I read this in my devotional today from Pure Life Ministries A Lamp Unto My Feet – which digs into Psalms 119.
The scripture referenced is Psalms 119:18 which reads
“Open my eyes that I may see the wonderful things in thy law…”Psalms 119:18
Charles Spurgeon’s challenge was:
Some men can perceive no wonders in the gospel, but David felt sure that there were glorious things in the law: he had not half the Bible, but he prized it more than some men prize the whole.
He felt that God had laid up great bounties in his word, and he begs for power to perceive, appreciate, and enjoy the same.
We need not so much that God should give us more benefits, as the ability to see what he has given.
The prayer implies a conscious darkness, a dimness of spiritual vision, a powerlessness to remove that defect, and a full assurance that God can remove it.
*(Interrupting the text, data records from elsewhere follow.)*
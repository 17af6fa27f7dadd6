use advisor_core::{Deliverable, RunDocumentAssociation, RunStatus, RunStep, RunStore, StoreError, WorkflowRun};
use async_trait::async_trait;
use chrono::{DateTime, Utc};
use log::debug;
use serde_json::Value;
use sqlx::postgres::PgRow;
use sqlx::Row;
use uuid::Uuid;

use super::{with_retry, PgPool};
use crate::error::PersistenceError;

const RUN_COLUMNS: &str =
    "id, workflow_id, run_by, created_at, status, inputs, steps, deliverable, last_updated, completed_at";

/// `RunStore` sobre las tablas `workflow_runs` y `workflow_run_documents`.
#[derive(Clone)]
pub struct PgRunStore {
    pool: PgPool,
}

impl PgRunStore {
    pub fn new(pool: PgPool) -> Self {
        Self { pool }
    }

    pub fn pool(&self) -> &PgPool {
        &self.pool
    }

    async fn insert_run_once(&self, run: &WorkflowRun) -> Result<(), PersistenceError> {
        let deliverable = run.deliverable.as_ref().map(serde_json::to_value).transpose()?;
        sqlx::query("INSERT INTO workflow_runs (id, workflow_id, run_by, created_at, status, inputs, steps, deliverable, last_updated, completed_at)
                     VALUES ($1,$2,$3,$4,$5,$6,$7,$8,$9,$10)")
            .bind(run.id)
            .bind(&run.workflow_id)
            .bind(&run.run_by)
            .bind(run.created_at)
            .bind(run.status.as_str())
            .bind(Value::Object(run.inputs.clone()))
            .bind(serde_json::to_value(&run.steps)?)
            .bind(deliverable)
            .bind(run.last_updated)
            .bind(run.completed_at)
            .execute(&self.pool)
            .await?;
        Ok(())
    }

    async fn insert_associations_once(&self, rows: &[RunDocumentAssociation]) -> Result<(), PersistenceError> {
        // Todas o ninguna: una sola transacción.
        let mut tx = self.pool.begin().await?;
        for row in rows {
            sqlx::query("INSERT INTO workflow_run_documents (run_id, document_id, project_id, created_at) VALUES ($1,$2,$3,$4)")
                .bind(row.run_id)
                .bind(row.document_id)
                .bind(row.project_id)
                .bind(row.created_at)
                .execute(&mut *tx)
                .await?;
        }
        tx.commit().await?;
        Ok(())
    }

    async fn load_run_once(&self, run_id: Uuid) -> Result<Option<WorkflowRun>, PersistenceError> {
        let sql = format!("SELECT {RUN_COLUMNS} FROM workflow_runs WHERE id = $1");
        let row = sqlx::query(&sql).bind(run_id).fetch_optional(&self.pool).await?;
        row.map(|r| row_to_run(&r)).transpose()
    }

    async fn list_associations_once(&self, run_id: Uuid) -> Result<Vec<RunDocumentAssociation>, PersistenceError> {
        let rows = sqlx::query("SELECT run_id, document_id, project_id, created_at FROM workflow_run_documents WHERE run_id = $1 ORDER BY seq")
            .bind(run_id)
            .fetch_all(&self.pool)
            .await?;
        rows.iter()
            .map(|r| -> Result<RunDocumentAssociation, PersistenceError> {
                Ok(RunDocumentAssociation { run_id: r.try_get("run_id")?,
                                            document_id: r.try_get("document_id")?,
                                            project_id: r.try_get("project_id")?,
                                            created_at: r.try_get("created_at")? })
            })
            .collect()
    }

    async fn exists(&self, run_id: Uuid) -> Result<bool, PersistenceError> {
        let row: Option<(Uuid,)> = sqlx::query_as("SELECT id FROM workflow_runs WHERE id = $1").bind(run_id)
                                                                                              .fetch_optional(&self.pool)
                                                                                              .await?;
        Ok(row.is_some())
    }

    async fn transition_once(&self,
                             run_id: Uuid,
                             from: RunStatus,
                             to: RunStatus,
                             at: DateTime<Utc>)
                             -> Result<bool, PersistenceError> {
        let result = sqlx::query("UPDATE workflow_runs SET status = $3, last_updated = $4 WHERE id = $1 AND status = $2")
            .bind(run_id)
            .bind(from.as_str())
            .bind(to.as_str())
            .bind(at)
            .execute(&self.pool)
            .await?;
        if result.rows_affected() == 1 {
            debug!("transition run_id={run_id} {from} -> {to}");
            return Ok(true);
        }
        if !self.exists(run_id).await? {
            return Err(PersistenceError::NotFound);
        }
        debug!("transition:skip run_id={run_id} expected={from}");
        Ok(false)
    }

    async fn record_completion_once(&self,
                                    run_id: Uuid,
                                    steps: &[RunStep],
                                    deliverable: &Deliverable,
                                    at: DateTime<Utc>)
                                    -> Result<bool, PersistenceError> {
        let result = sqlx::query("UPDATE workflow_runs SET status = 'completed', steps = $2, deliverable = $3, completed_at = $4, last_updated = $4
                                  WHERE id = $1 AND status = 'running'")
            .bind(run_id)
            .bind(serde_json::to_value(steps)?)
            .bind(serde_json::to_value(deliverable)?)
            .bind(at)
            .execute(&self.pool)
            .await?;
        if result.rows_affected() == 1 {
            return Ok(true);
        }
        if !self.exists(run_id).await? {
            return Err(PersistenceError::NotFound);
        }
        Ok(false)
    }

    async fn touch_once(&self, run_id: Uuid, at: DateTime<Utc>) -> Result<bool, PersistenceError> {
        let result = sqlx::query("UPDATE workflow_runs SET last_updated = GREATEST(last_updated, $2) WHERE id = $1 AND status = 'running'")
            .bind(run_id)
            .bind(at)
            .execute(&self.pool)
            .await?;
        if result.rows_affected() == 1 {
            return Ok(true);
        }
        if !self.exists(run_id).await? {
            return Err(PersistenceError::NotFound);
        }
        Ok(false)
    }

    async fn stalled_runs_once(&self, updated_before: DateTime<Utc>) -> Result<Vec<Uuid>, PersistenceError> {
        let rows: Vec<(Uuid,)> =
            sqlx::query_as("SELECT id FROM workflow_runs WHERE status = 'running' AND last_updated < $1 ORDER BY last_updated")
                .bind(updated_before)
                .fetch_all(&self.pool)
                .await?;
        Ok(rows.into_iter().map(|(id,)| id).collect())
    }
}

fn row_to_run(row: &PgRow) -> Result<WorkflowRun, PersistenceError> {
    let status: String = row.try_get("status")?;
    let status = status.parse::<RunStatus>().map_err(PersistenceError::Decode)?;
    let inputs = match row.try_get::<Value, _>("inputs")? {
        Value::Object(map) => map,
        Value::Null => serde_json::Map::new(),
        other => return Err(PersistenceError::Decode(format!("inputs is not an object: {other}"))),
    };
    let steps: Vec<RunStep> = serde_json::from_value(row.try_get("steps")?)?;
    let deliverable = row.try_get::<Option<Value>, _>("deliverable")?
                         .map(serde_json::from_value::<Deliverable>)
                         .transpose()?;
    Ok(WorkflowRun { id: row.try_get("id")?,
                     workflow_id: row.try_get("workflow_id")?,
                     run_by: row.try_get("run_by")?,
                     created_at: row.try_get("created_at")?,
                     status,
                     inputs,
                     steps,
                     deliverable,
                     last_updated: row.try_get("last_updated")?,
                     completed_at: row.try_get("completed_at")? })
}

#[async_trait]
impl RunStore for PgRunStore {
    async fn insert_run(&self, run: &WorkflowRun) -> Result<(), StoreError> {
        debug!("insert_run:start run_id={}", run.id);
        Ok(with_retry("insert_run", move || self.insert_run_once(run)).await?)
    }

    async fn insert_associations(&self, rows: &[RunDocumentAssociation]) -> Result<(), StoreError> {
        if rows.is_empty() {
            return Ok(());
        }
        Ok(with_retry("insert_associations", move || self.insert_associations_once(rows)).await?)
    }

    async fn load_run(&self, run_id: Uuid) -> Result<Option<WorkflowRun>, StoreError> {
        Ok(with_retry("load_run", move || self.load_run_once(run_id)).await?)
    }

    async fn list_associations(&self, run_id: Uuid) -> Result<Vec<RunDocumentAssociation>, StoreError> {
        Ok(with_retry("list_associations", move || self.list_associations_once(run_id)).await?)
    }

    async fn transition(&self, run_id: Uuid, from: RunStatus, to: RunStatus, at: DateTime<Utc>) -> Result<bool, StoreError> {
        if !from.can_advance_to(to) {
            return Err(StoreError::Conflict(format!("illegal transition {from} -> {to}")));
        }
        let result = with_retry("transition", move || self.transition_once(run_id, from, to, at)).await;
        result.map_err(|e| match e {
                  PersistenceError::NotFound => StoreError::NotFound(format!("run {run_id}")),
                  other => other.into(),
              })
    }

    async fn record_completion(&self,
                               run_id: Uuid,
                               steps: &[RunStep],
                               deliverable: &Deliverable,
                               at: DateTime<Utc>)
                               -> Result<bool, StoreError> {
        Ok(with_retry("record_completion", move || self.record_completion_once(run_id, steps, deliverable, at)).await?)
    }

    async fn touch(&self, run_id: Uuid, at: DateTime<Utc>) -> Result<bool, StoreError> {
        Ok(with_retry("touch", move || self.touch_once(run_id, at)).await?)
    }

    async fn stalled_runs(&self, updated_before: DateTime<Utc>) -> Result<Vec<Uuid>, StoreError> {
        Ok(with_retry("stalled_runs", move || self.stalled_runs_once(updated_before)).await?)
    }
}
It shows also that the writer knew that there were vast treasures in the word which he had not yet fully seen, marvels which he had not yet beheld, mysteries which he had scarcely believed. The Scriptures teem with marvels; the Bible is wonder land; it not only relates miracles, but it is itself a world of wonders.
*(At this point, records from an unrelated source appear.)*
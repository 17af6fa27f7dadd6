//! Almacenamiento de runs: traits y backend en memoria.

mod memory;
mod types;

pub use memory::{InMemoryRunStore, InMemoryUploadSink};
pub use types::{DocumentSink, RunStore};
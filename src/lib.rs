//! advisorflow: servidor HTTP del back office.
//!
//! - `api`: rutas axum de creación, ejecución y consulta de runs.
//! - `config`: configuración del proceso desde el entorno.
//! - `errors`: errores de configuración y de la capa HTTP.
//! - `watchdog`: barrido periódico de runs colgados.

pub mod api;
pub mod config;
pub mod errors;
pub mod watchdog;

use std::sync::Arc;

use advisor_adapters::{CatalogPlanner, TemplateNarrator};
use advisor_core::{DocumentSink, RunLifecycleManager, RunStore};

pub use api::{router, AppState};
pub use config::AppConfig;

/// Manager con la narración por plantillas y el catálogo de workflows.
pub fn build_manager(store: Arc<dyn RunStore>, sink: Arc<dyn DocumentSink>, config: &AppConfig) -> RunLifecycleManager {
    let builder = RunLifecycleManager::builder(store, sink).narrator(Arc::new(TemplateNarrator::default()))
                                                           .planner(Arc::new(CatalogPlanner::tax_advisory()));
    match config.step_deadline {
        Some(deadline) => builder.step_deadline(deadline).build(),
        None => builder.build(),
    }
}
Yet what are these to closed eyes? And what man can open his own eyes, since he is born blind? God himself must reveal revelation to each heart.
Scripture needs opening, but not one half so much as our eyes do: the veil is not on the book, but on our hearts.
What perfect precepts, what precious promises, what priceless privileges are neglected by us because we wander among them like blind men among the beauties of nature, and they are to us as a landscape shrouded in darkness!
The Psalmist had a measure of spiritual perception, or he would never have known that there were wondrous things to be seen, nor would he have prayed, “open thou mine eyes”; but what he had seen made him long for a clearer and wider sight.